Goal of the exercise
The data below is to be output in full, unchanged.

======== Material provided

//! Domain models for Clausewise
//!
//! The structured answer schema the model is asked to produce. Keys are
//! snake_case on the wire. Any field may be missing or `null`; unknown keys are
//! ignored, but a value of the wrong type fails the whole parse.

use serde::{Deserialize, Deserializer, Serialize};
use serde_json::Value;

use crate::error::{Error, Result};

/// Treat `null` like a missing field
fn nullable<'de, D, T>(deserializer: D) -> std::result::Result<T, D::Error>
where
    D: Deserializer<'de>,
    T: Deserialize<'de> + Default,
{
    Ok(Option::<T>::deserialize(deserializer)?.unwrap_or_default())
}

/// A structured decision about the query
#[derive(Debug, Clone, Default, PartialEq, Serialize, Deserialize)]
pub struct StructuredAnalysis {
    /// e.g. APPROVED, REJECTED, PENDING
    #[serde(default, deserialize_with = "nullable")]
    pub decision: String,
    /// Monetary amount, if the decision involves one
    #[serde(default)]
    pub amount: Option<f64>,
    /// e.g. HIGH, MEDIUM, LOW
    #[serde(default, deserialize_with = "nullable")]
    pub confidence: String,
    #[serde(default, deserialize_with = "nullable")]
    pub justification: Justification,
    #[serde(default, deserialize_with = "nullable")]
    pub recommendations: Vec<String>,
    #[serde(default, deserialize_with = "nullable")]
    pub flags: Vec<String>,
}

#[derive(Debug, Clone, Default, PartialEq, Serialize, Deserialize)]
pub struct Justification {
    #[serde(default, deserialize_with = "nullable")]
    pub primary_reasoning: String,
    #[serde(default, deserialize_with = "nullable")]
    pub supporting_clauses: Vec<SupportingClause>,
    #[serde(default, deserialize_with = "nullable")]
    pub key_factors: KeyFactors,
}

/// A document clause the decision relies on
#[derive(Debug, Clone, Default, PartialEq, Serialize, Deserialize)]
pub struct SupportingClause {
    #[serde(default, deserialize_with = "nullable")]
    pub clause_reference: String,
    #[serde(default, deserialize_with = "nullable")]
    pub clause_text: String,
    #[serde(default, deserialize_with = "nullable")]
    pub application: String,
}

#[derive(Debug, Clone, Default, PartialEq, Serialize, Deserialize)]
pub struct KeyFactors {
    #[serde(default, deserialize_with = "nullable")]
    pub entity_analysis: EntityAnalysis,
    #[serde(default, deserialize_with = "nullable")]
    pub rule_application: String,
    #[serde(default, deserialize_with = "nullable")]
    pub calculation_method: String,
}

#[derive(Debug, Clone, Default, PartialEq, Serialize, Deserialize)]
pub struct EntityAnalysis {
    #[serde(default, deserialize_with = "nullable")]
    pub extracted_entities: Vec<String>,
    #[serde(default, deserialize_with = "nullable")]
    pub missing_information: Vec<String>,
}

impl StructuredAnalysis {
    /// Parse a model answer
    ///
    /// Surrounding whitespace is tolerated; anything else that is not a JSON
    /// object of the expected shape is an `InvalidShape` error.
    pub fn parse(answer: &str) -> Result<Self> {
        let value: Value =
            serde_json::from_str(answer.trim()).map_err(|e| Error::InvalidShape(e.to_string()))?;
        check_objects(&value)?;
        serde_json::from_value(value).map_err(|e| Error::InvalidShape(e.to_string()))
    }
}

/// Require a JSON object at every position that maps to a struct
///
/// serde also fills structs from arrays by position, which would let
/// `["REJECTED", 99.5]` through as a decision.
fn check_objects(value: &Value) -> Result<()> {
    let root = expect_object(value, "answer")?;

    let Some(justification) = nested(root, "justification")? else {
        return Ok(());
    };
    if let Some(Value::Array(clauses)) = justification.get("supporting_clauses") {
        for clause in clauses {
            expect_object(clause, "supporting clause")?;
        }
    }

    let Some(key_factors) = nested(justification, "key_factors")? else {
        return Ok(());
    };
    nested(key_factors, "entity_analysis")?;
    Ok(())
}

/// The object under `key`, or None when missing or `null`
fn nested<'a>(
    parent: &'a serde_json::Map<String, Value>,
    key: &str,
) -> Result<Option<&'a serde_json::Map<String, Value>>> {
    match parent.get(key) {
        None | Some(Value::Null) => Ok(None),
        Some(value) => expect_object(value, key).map(Some),
    }
}

fn expect_object<'a>(value: &'a Value, what: &str) -> Result<&'a serde_json::Map<String, Value>> {
    value
        .as_object()
        .ok_or_else(|| Error::InvalidShape(format!("{} must be a JSON object", what)))
}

================

Solution below
//! Domain models for Clausewise
//!
//! The structured answer schema the model is asked to produce. Keys are
//! snake_case on the wire. Any field may be missing or `null`; unknown keys are
//! ignored, but a value of the wrong type fails the whole parse.

use serde::{Deserialize, Deserializer, Serialize};
use serde_json::Value;

use crate::error::{Error, Result};

/// Treat `null` like a missing field
fn nullable<'de, D, T>(deserializer: D) -> std::result::Result<T, D::Error>
where
    D: Deserializer<'de>,
    T: Deserialize<'de> + Default,
{
    Ok(Option::<T>::deserialize(deserializer)?.unwrap_or_default())
}

/// A structured decision about the query
#[derive(Debug, Clone, Default, PartialEq, Serialize, Deserialize)]
pub struct StructuredAnalysis {
    /// e.g. APPROVED, REJECTED, PENDING
    #[serde(default, deserialize_with = "nullable")]
    pub decision: String,
    /// Monetary amount, if the decision involves one
    #[serde(default)]
    pub amount: Option<f64>,
    /// e.g. HIGH, MEDIUM, LOW
    #[serde(default, deserialize_with = "nullable")]
    pub confidence: String,
    #[serde(default, deserialize_with = "nullable")]
    pub justification: Justification,
    #[serde(default, deserialize_with = "nullable")]
    pub recommendations: Vec<String>,
    #[serde(default, deserialize_with = "nullable")]
    pub flags: Vec<String>,
}

#[derive(Debug, Clone, Default, PartialEq, Serialize, Deserialize)]
pub struct Justification {
    #[serde(default, deserialize_with = "nullable")]
    pub primary_reasoning: String,
    #[serde(default, deserialize_with = "nullable")]
    pub supporting_clauses: Vec<SupportingClause>,
    #[serde(default, deserialize_with = "nullable")]
    pub key_factors: KeyFactors,
}

/// A document clause the decision relies on
#[derive(Debug, Clone, Default, PartialEq, Serialize, Deserialize)]
pub struct SupportingClause {
    #[serde(default, deserialize_with = "nullable")]
    pub clause_reference: String,
    #[serde(default, deserialize_with = "nullable")]
    pub clause_text: String,
    #[serde(default, deserialize_with = "nullable")]
    pub application: String,
}

#[derive(Debug, Clone, Default, PartialEq, Serialize, Deserialize)]
pub struct KeyFactors {
    #[serde(default, deserialize_with = "nullable")]
    pub entity_analysis: EntityAnalysis,
    #[serde(default, deserialize_with = "nullable")]
    pub rule_application: String,
    #[serde(default, deserialize_with = "nullable")]
    pub calculation_method: String,
}

#[derive(Debug, Clone, Default, PartialEq, Serialize, Deserialize)]
pub struct EntityAnalysis {
    #[serde(default, deserialize_with = "nullable")]
    pub extracted_entities: Vec<String>,
    #[serde(default, deserialize_with = "nullable")]
    pub missing_information: Vec<String>,
}

impl StructuredAnalysis {
    /// Parse a model answer
    ///
    /// Surrounding whitespace is tolerated; anything else that is not a JSON
    /// object of the expected shape is an `InvalidShape` error.
    pub fn parse(answer: &str) -> Result<Self> {
        let value: Value =
            serde_json::from_str(answer.trim()).map_err(|e| Error::InvalidShape(e.to_string()))?;
        check_objects(&value)?;
        serde_json::from_value(value).map_err(|e| Error::InvalidShape(e.to_string()))
    }
}

/// Require a JSON object at every position that maps to a struct
///
/// serde also fills structs from arrays by position, which would let
/// `["REJECTED", 99.5]` through as a decision.
fn check_objects(value: &Value) -> Result<()> {
    let root = expect_object(value, "answer")?;

    let Some(justification) = nested(root, "justification")? else {
        return Ok(());
    };
    if let Some(Value::Array(clauses)) = justification.get("supporting_clauses") {
        for clause in clauses {
            expect_object(clause, "supporting clause")?;
        }
    }

    let Some(key_factors) = nested(justification, "key_factors")? else {
        return Ok(());
    };
    nested(key_factors, "entity_analysis")?;
    Ok(())
}

/// The object under `key`, or None when missing or `null`
fn nested<'a>(
    parent: &'a serde_json::Map<String, Value>,
    key: &str,
) -> Result<Option<&'a serde_json::Map<String, Value>>> {
    match parent.get(key) {
        None | Some(Value::Null) => Ok(None),
        Some(value) => expect_object(value, key).map(Some),
    }
}

fn expect_object<'a>(value: &'a Value, what: &str) -> Result<&'a serde_json::Map<String, Value>> {
    value
        .as_object()
        .ok_or_else(|| Error::InvalidShape(format!("{} must be a JSON object", what)))
}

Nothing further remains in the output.